Figure 3B illustrates the interpretability of the XGBoost model that the risk of recurrence is directly proportional to the WBC, which is the most important risk feature for recurrence. The higher of WBC, the higher the risk of recurrence. Furthermore, high TG, high BMI, older, large number of abortions, persistence of inverted nipples, and extensive breast mass are associated with a higher risk of recurrence, so they can be interpreted as risk factors for recurrence. The direction of the AGR and NLR ratio is not significant in this model.

Fig. 3
figure 3

The interpretability of the model. Visualization of SHAP interpretation of Random Forest (A), Visualization of SHAP interpretation of XGBoost model (B)

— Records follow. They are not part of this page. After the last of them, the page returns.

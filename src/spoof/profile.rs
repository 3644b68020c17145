//! Spoofed values
//!
//! The generic, non-identifying answers spoofers give in place of real
//! machine data.

use serde::{Deserialize, Serialize};

/// Rectangle reported by every geometry query
#[derive(Debug, Clone, Copy, PartialEq, Serialize, Deserialize)]
pub struct SyntheticRect {
    pub x: f64,
    pub y: f64,
    pub width: f64,
    pub height: f64,
}

impl Default for SyntheticRect {
    fn default() -> Self {
        Self {
            x: 0.0,
            y: 0.0,
            width: 100.0,
            height: 100.0,
        }
    }
}

/// Values and noise bounds used by the spoofers
#[derive(Debug, Clone, PartialEq, Serialize, Deserialize)]
#[serde(rename_all = "camelCase", default)]
pub struct SpoofProfile {
    pub webgl_vendor: String,
    pub webgl_renderer: String,
    pub hardware_concurrency: u8,
    /// Gigabytes
    pub device_memory: u8,
    pub rect: SyntheticRect,
    /// XOR bound for pixel reads
    pub canvas_read_noise: u8,
    /// XOR bound for data-URL export
    pub canvas_export_noise: u8,
    /// Jitter amplitude for frequency data
    pub frequency_jitter: f32,
    /// Jitter amplitude for channel copies
    pub sample_jitter: f32,
}

impl Default for SpoofProfile {
    fn default() -> Self {
        Self {
            webgl_vendor: "Google Inc.".to_string(),
            webgl_renderer:
                "ANGLE (Google, Vulkan 1.3.0 (SwiftShader Device (LLVM 15.0.0)), SwiftShader driver)"
                    .to_string(),
            hardware_concurrency: 4,
            device_memory: 4,
            rect: SyntheticRect::default(),
            canvas_read_noise: 7,
            canvas_export_noise: 3,
            frequency_jitter: 0.1,
            sample_jitter: 0.005,
        }
    }
}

Once an acceptable and clinically meaningful model has been developed, according to the selected feature values of the actual patient, we can achieve the recurrence probability. Meanwhile, we can use the SHAP force plot of the corresponding actual patient to analyze the influence of selected features on recurrence probability. The positive and negative influence on the forecast result is noticeable by using arrows in the force plot, as shown in Fig. 4-Fig. 5. Combined with the clinical significance of the selected features and the result of the force plot, we comprehensively judge whether the forecast result is credible, and give follow-up preventive measures to the patient. We give two examples of the XGBoost model to explain how to use this model.

The recurrence prediction of case 1 in our test datasets aligns with the actual outcome. As depicted in Fig. 4, the observed influence of abortion and intraoperative secretions on the final results is consistent with prior research findings and clinical expertise. In essence, abortion and intraoperative discharge serve as adverse factors impacting recurrence. Lower WBC indicates a more stable systemic inflammation, which is reasonable for reducing disease recurrence. In this case, appropriate AGR value and good weight control can effectively decrease the likelihood of recurrence for the patient.

Fig. 4
figure 4

XGBoost Case 1: no recurrence was observed during follow-up duration

As depicted in Fig. 5, with our previous practice experience. Higher WBC predicts the presence of systemic inflammation. Advanced age is characterized by a high recurrence rate in this disease. These characteristics, as shown on the force plot, give us greater confidence in the reliability of the prediction results.

Fig. 5
figure 5

XGBoost Case 2: recurrence was observed during the follow-up duration

By employing force plots, we can identify the specific parameters that influence the recurrence of each patient and make a comprehensive assessment to determine the necessity for preventive measures. Firstly, patients can be advised on lifestyle modifications, such as dietary attention and weight management, contraception to prevent abortion, exercise for immune enhancement, and increased frequency of follow-up visits. Secondly, additional treatment options may include oral medication administration with extended duration based on recurrence probability postoperatively. These options encompass antibiotics, and corticosteroids et al.

Discussion

In this study, we explored ten features, all of which were routinely assessed by preoperative clinical case information, preoperative laboratory tests and intraoperative findings. These above data types are easy to access clinically. That’s why we chose these features in our prediction model. The problems faced by clinical medicine are often very complex, and many clinical trials struggle to decouple disease-predisposing factors for the reason of human ethics. Based on the above reasons, some clinical features were considered in the selection of parameters during the construction of the models.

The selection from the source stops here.